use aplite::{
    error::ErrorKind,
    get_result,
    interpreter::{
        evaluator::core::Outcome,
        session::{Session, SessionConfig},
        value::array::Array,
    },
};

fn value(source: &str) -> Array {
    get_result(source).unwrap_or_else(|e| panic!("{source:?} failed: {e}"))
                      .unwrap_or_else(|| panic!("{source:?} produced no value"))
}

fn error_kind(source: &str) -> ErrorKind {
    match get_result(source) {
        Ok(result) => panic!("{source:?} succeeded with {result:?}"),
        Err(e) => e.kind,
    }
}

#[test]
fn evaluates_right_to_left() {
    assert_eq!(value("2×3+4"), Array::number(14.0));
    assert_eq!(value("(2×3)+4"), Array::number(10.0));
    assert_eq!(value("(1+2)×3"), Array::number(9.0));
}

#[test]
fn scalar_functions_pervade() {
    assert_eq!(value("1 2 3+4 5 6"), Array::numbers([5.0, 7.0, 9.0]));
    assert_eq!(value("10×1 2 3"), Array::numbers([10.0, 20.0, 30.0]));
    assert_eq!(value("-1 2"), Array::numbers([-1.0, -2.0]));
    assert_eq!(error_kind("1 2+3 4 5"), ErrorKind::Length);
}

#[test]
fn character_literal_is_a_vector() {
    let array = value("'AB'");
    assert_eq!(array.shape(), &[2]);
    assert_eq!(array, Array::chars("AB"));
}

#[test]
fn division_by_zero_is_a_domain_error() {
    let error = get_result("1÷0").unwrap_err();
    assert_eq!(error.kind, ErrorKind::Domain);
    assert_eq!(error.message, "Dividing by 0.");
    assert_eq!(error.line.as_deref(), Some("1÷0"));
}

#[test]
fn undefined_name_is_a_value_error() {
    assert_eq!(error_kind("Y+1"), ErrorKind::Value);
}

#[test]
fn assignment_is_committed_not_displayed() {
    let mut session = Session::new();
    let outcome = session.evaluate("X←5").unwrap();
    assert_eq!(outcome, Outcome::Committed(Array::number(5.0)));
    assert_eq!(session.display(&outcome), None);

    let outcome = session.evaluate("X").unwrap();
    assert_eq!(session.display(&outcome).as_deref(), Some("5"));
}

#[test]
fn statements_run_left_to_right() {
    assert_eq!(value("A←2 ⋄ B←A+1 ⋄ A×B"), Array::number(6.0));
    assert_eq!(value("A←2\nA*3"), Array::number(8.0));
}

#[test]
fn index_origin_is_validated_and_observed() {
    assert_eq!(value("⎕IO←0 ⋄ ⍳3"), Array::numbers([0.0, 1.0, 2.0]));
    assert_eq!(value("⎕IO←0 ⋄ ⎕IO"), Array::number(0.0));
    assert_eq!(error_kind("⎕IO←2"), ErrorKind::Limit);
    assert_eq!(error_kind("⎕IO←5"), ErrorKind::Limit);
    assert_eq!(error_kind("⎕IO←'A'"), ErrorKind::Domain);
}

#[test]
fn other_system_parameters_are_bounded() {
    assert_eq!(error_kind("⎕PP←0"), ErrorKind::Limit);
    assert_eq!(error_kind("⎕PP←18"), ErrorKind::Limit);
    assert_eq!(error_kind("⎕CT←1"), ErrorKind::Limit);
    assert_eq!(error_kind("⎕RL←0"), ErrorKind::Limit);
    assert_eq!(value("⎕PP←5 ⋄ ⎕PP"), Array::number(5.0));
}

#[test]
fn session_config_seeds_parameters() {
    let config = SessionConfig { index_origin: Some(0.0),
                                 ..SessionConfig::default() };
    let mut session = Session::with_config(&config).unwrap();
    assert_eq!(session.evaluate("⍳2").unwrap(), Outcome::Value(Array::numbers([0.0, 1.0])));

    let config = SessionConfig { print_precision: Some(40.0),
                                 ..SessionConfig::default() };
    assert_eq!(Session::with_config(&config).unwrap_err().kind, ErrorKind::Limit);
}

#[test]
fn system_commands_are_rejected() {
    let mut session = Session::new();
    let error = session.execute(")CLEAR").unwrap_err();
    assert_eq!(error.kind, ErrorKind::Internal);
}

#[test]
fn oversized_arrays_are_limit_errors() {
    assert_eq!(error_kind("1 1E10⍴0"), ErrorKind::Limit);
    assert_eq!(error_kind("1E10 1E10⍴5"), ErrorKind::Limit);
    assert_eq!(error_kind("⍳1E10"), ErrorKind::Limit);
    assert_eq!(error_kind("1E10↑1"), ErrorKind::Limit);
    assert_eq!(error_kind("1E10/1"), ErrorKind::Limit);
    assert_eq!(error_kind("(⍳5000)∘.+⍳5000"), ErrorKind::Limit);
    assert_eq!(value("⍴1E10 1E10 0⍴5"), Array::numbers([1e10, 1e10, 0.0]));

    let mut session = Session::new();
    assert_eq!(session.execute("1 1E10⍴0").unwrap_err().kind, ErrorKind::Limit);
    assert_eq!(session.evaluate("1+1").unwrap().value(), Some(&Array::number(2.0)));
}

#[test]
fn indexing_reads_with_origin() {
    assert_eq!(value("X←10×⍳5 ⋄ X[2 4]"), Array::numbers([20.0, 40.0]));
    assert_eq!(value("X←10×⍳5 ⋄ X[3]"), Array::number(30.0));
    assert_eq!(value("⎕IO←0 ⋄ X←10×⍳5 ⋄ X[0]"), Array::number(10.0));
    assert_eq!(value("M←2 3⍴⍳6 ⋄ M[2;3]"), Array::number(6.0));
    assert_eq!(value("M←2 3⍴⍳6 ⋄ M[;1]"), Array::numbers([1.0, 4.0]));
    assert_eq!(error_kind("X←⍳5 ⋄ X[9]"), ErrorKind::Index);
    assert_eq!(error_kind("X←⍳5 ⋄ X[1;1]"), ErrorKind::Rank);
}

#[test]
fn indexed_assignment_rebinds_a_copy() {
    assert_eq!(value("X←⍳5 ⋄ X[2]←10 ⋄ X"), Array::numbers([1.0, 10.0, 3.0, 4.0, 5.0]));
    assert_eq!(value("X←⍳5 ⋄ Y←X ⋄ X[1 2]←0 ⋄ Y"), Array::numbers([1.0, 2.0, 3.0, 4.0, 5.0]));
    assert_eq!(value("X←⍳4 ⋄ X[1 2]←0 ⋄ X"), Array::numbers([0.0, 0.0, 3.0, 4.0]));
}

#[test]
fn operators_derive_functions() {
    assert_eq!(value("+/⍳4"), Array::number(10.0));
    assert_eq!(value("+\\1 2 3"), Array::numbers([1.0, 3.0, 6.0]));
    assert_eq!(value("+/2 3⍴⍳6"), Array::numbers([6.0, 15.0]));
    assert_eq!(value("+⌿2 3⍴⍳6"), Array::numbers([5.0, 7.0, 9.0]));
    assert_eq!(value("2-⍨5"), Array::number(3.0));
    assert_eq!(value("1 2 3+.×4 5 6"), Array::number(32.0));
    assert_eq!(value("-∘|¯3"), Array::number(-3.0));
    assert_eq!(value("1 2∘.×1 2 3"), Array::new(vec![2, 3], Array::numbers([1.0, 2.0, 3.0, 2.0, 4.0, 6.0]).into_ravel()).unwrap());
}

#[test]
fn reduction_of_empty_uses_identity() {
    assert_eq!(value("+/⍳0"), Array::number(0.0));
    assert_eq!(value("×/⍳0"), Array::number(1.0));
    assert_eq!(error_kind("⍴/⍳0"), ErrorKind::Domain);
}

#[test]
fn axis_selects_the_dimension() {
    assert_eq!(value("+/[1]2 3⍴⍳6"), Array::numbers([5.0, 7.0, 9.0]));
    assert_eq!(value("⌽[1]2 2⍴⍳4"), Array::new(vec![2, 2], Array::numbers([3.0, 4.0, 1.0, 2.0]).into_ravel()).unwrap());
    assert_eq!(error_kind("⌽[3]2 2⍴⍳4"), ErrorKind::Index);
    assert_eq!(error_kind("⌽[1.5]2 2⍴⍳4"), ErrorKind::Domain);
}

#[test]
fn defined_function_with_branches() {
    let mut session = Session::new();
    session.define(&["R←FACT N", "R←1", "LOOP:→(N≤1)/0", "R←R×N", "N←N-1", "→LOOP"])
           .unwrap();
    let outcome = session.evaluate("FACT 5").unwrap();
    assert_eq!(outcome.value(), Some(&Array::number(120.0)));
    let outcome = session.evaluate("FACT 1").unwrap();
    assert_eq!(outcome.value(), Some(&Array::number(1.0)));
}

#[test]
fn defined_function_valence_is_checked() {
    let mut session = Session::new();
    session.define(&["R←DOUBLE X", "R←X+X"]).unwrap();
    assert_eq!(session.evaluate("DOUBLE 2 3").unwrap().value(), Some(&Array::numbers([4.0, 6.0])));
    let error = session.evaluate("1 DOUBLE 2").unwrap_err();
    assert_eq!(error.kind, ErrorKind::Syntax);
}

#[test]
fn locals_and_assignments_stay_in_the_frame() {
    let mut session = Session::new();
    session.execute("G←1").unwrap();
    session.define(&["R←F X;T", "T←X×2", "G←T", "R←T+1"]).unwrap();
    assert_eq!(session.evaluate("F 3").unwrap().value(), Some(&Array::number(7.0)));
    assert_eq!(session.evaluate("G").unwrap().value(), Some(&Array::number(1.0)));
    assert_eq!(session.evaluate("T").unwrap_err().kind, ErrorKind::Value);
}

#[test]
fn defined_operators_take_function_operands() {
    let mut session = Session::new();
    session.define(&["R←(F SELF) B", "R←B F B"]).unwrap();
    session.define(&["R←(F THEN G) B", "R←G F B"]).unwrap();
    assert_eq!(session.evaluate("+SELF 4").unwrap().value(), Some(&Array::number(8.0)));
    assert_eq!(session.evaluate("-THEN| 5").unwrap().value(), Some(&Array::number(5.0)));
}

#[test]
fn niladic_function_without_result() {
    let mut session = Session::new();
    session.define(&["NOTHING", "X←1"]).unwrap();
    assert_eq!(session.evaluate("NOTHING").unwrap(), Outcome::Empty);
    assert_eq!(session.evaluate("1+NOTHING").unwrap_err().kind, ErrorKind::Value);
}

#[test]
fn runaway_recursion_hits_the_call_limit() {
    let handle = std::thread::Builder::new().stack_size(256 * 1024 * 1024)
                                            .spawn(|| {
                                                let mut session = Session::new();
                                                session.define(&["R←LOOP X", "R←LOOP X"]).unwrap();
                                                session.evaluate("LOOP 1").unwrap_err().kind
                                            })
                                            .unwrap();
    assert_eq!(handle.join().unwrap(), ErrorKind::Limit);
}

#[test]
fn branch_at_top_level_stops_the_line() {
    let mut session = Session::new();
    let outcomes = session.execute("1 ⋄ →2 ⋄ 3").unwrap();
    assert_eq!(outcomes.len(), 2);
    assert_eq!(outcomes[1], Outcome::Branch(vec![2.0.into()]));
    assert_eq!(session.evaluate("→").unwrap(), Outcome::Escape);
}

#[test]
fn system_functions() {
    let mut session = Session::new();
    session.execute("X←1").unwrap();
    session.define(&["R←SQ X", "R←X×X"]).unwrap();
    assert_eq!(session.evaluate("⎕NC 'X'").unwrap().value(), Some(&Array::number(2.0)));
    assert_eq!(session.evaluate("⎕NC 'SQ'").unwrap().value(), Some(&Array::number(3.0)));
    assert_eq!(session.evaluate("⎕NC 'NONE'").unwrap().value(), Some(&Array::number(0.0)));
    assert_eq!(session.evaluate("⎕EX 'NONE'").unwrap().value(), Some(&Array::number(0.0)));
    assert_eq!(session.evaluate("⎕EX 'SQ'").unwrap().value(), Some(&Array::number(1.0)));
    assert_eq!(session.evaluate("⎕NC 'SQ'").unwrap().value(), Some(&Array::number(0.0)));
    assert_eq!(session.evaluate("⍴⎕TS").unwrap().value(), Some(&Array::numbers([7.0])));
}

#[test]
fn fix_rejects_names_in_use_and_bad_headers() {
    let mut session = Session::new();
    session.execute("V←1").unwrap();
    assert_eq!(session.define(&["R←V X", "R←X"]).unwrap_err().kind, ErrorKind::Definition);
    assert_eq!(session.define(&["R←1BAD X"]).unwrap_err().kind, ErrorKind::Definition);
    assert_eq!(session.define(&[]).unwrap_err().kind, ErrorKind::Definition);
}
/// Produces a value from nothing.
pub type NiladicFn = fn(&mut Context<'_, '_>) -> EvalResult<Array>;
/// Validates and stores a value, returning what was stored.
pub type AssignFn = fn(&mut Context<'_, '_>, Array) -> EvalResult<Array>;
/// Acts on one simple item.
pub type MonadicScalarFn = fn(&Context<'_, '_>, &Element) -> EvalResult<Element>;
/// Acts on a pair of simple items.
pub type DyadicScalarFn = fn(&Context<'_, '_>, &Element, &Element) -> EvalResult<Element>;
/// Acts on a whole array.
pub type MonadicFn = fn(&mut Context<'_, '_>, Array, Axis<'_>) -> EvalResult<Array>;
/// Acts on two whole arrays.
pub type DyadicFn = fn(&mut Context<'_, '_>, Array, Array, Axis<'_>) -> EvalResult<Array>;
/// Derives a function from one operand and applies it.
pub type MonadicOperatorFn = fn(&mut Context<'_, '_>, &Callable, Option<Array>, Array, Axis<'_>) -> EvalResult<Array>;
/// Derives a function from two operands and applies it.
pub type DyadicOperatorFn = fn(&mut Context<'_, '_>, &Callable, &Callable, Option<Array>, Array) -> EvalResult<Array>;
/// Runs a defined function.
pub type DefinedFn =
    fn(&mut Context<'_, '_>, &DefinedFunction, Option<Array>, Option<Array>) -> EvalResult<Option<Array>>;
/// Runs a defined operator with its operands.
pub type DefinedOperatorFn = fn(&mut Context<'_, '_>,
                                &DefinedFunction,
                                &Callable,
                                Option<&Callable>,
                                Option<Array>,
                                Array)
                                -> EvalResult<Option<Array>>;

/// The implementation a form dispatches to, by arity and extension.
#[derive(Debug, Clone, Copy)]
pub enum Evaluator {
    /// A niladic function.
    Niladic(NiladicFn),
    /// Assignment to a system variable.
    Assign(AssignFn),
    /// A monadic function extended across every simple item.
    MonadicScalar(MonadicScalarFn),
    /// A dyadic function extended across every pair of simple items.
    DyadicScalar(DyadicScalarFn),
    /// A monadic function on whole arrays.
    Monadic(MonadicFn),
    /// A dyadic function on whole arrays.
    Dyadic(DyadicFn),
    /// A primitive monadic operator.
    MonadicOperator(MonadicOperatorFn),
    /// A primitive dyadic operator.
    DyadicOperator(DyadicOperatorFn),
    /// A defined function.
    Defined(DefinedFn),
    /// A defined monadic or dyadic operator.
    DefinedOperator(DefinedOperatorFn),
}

● WHAT THE TASK ASKS
In the records above, how many lines contain the word "DOUBLE"? Say only the number.

● TASK OUTPUT
3